Summary
In Downs v. Mayor and Common Council of the City of South Amboy, 185 A. 15 (N.J. 1936), a court decided that an ordinance which forbids an interest in municipal improvements made at municipal expense does not extend to improvements paid by another.
Summary of this case from Opinion No. MW-477Opinion
Submitted October 25, 1935 —
Decided May 14, 1936.
1. A municipality may enter into a contract with a railroad company for the improvement of facilities, by virtue of the provisions of the act concerning railroads. Section 30, as amended by Pamph. L. 1925, p. 377.
2. Section 32 of the Crimes act (2 Comp. Stat., p. 1755) forbidding officials of a municipality from having any interest in a contract of the municipality which provides for an improvement to be made at public expense, has no application to an improvement, the cost of which is to be paid entirely by a railroad company.
3. It must clearly appear that a member or members of a common council who voted for the passage of an ordinance had such an interest in its passage as would disqualify them from impartial action in a quasi-judicial act. There is an exception to the disqualification rule, that if there be no means of proceeding, if the judge is disqualified, he may take such cognizance of the matter as may be absolutely necessary.

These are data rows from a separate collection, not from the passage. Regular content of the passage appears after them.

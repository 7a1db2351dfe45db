//! Records, output resources and input models of the world service

use hateoas::prelude::*;

/// Stored world
#[derive(Debug, Clone, Serialize, Deserialize)]
pub struct WorldRecord {
    pub id: Uuid,
    pub world_name: String,
    pub tenant_name: String,
    pub server_ip: String,
    pub population: i64,
    pub created_at: DateTime<FixedOffset>,
}

impl_field_source!(WorldRecord {
    world_name,
    tenant_name,
    population,
    created_at,
});

/// Stored resident of a world
#[derive(Debug, Clone, Serialize, Deserialize)]
pub struct ResidentRecord {
    pub id: Uuid,
    pub world_id: Uuid,
    pub name: String,
    pub role: String,
}

impl_field_source!(ResidentRecord {
    world_id,
    name,
    role,
});

/// World as clients see it
#[derive(Debug, Clone, Serialize)]
#[serde(rename_all = "camelCase")]
pub struct WorldRest {
    #[serde(rename = "self")]
    pub self_link: Link,
    pub world_name: String,
    pub tenant_name: String,
    pub population: i64,
    pub created_at: DateTime<FixedOffset>,
    pub residents: Link,
    pub create_resident: Form,
}

impl_searchable!(WorldRest, "worlds", {
    "worldName" => world_name: String [searchable, sortable],
    "tenantName" => tenant_name: String [searchable, sortable],
    "population" => population: Integer [searchable, sortable],
    "createdAt" => created_at: DateTimeOffset [searchable, sortable],
});

impl_hypermedia!(WorldRest {
    self_link,
    residents,
    create_resident,
});

impl Etaggable for WorldRest {}

impl From<WorldRecord> for WorldRest {
    fn from(record: WorldRecord) -> Self {
        Self {
            self_link: Link::to("GetWorldById").with_param("worldId", record.id),
            residents: Link::to_collection("GetResidents").with_param("worldId", record.id),
            create_resident: Form::for_model::<ResidentForm>(
                Link::to_form("CreateResident", axum::http::Method::POST, relation::CREATE_FORM)
                    .with_param("worldId", record.id),
            ),
            world_name: record.world_name,
            tenant_name: record.tenant_name,
            population: record.population,
            created_at: record.created_at,
        }
    }
}

/// Resident as clients see it
#[derive(Debug, Clone, Serialize)]
#[serde(rename_all = "camelCase")]
pub struct ResidentRest {
    #[serde(rename = "self")]
    pub self_link: Link,
    pub world: Link,
    pub name: String,
    pub role: String,
}

impl_searchable!(ResidentRest, "residents", {
    "name" => name: String [searchable, sortable],
    "role" => role: String [searchable, sortable],
    "worldId" => world_id: Uuid [searchable],
});

impl_hypermedia!(ResidentRest { self_link, world });

impl From<ResidentRecord> for ResidentRest {
    fn from(record: ResidentRecord) -> Self {
        Self {
            self_link: Link::to("GetResidentById")
                .with_param("worldId", record.world_id)
                .with_param("residentId", record.id),
            world: Link::to("GetWorldById").with_param("worldId", record.world_id),
            name: record.name,
            role: record.role,
        }
    }
}

/// Body of a resident creation request
#[derive(Debug, Clone, Default, Serialize, Deserialize)]
pub struct ResidentForm {
    pub name: String,
    pub role: String,
}

impl_form_model!(ResidentForm {
    "name" => "Name" [required, length(1, 100)],
    "role" => "Role" [description("Free text, e.g. mayor or farmer")],
});

/// OAuth password grant; the grant type is fixed
#[derive(Debug, Clone, Serialize)]
pub struct PasswordGrantForm {
    pub grant_type: String,
    pub username: String,
    pub password: String,
}

impl Default for PasswordGrantForm {
    fn default() -> Self {
        Self {
            grant_type: "password".to_string(),
            username: String::new(),
            password: String::new(),
        }
    }
}

impl_form_model!(PasswordGrantForm {
    "grant_type" => "Grant type" [required],
    "username" => "Email" [required, description("Email address of the account")],
    "password" => "Password" [required, secret, length(8, 100)],
});

/// Entry point of the API
#[derive(Debug, Clone, Serialize)]
pub struct RootResource {
    #[serde(rename = "self")]
    pub self_link: Link,
    pub worlds: Link,
    pub token: Link,
}

impl_hypermedia!(RootResource {
    self_link,
    worlds,
    token,
});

4. Ordinarily, to make an ordinance of a common council a valid enactment, it must be approved by the mayor, and in the absence of proof that his action was unduly influenced, it will be presumed to have been impartial.
5. Where the passage of an ordinance authorizing the closing of a portion of certain streets incidental to the carrying out of a public improvement was highly advantageous to the municipality, and greatly desired by the public generally, the desire to attain that object was not an unlawful inducement to such action.
On appeal from the Supreme Court, in which Mr. Justice Case filed the following opinion:
"The record is incomplete. Neither the writ nor a copy thereof appears. There is stress of time because of the representation that certain government funds available for the project will fail unless the parties be in position to act by the 15th of this month. I shall therefore assume that my understanding is correct in that the writ of certiorari brought up the ordinance, numbered 353, passed by the common council of the city of South Amboy on April 2d 1935, and that alone.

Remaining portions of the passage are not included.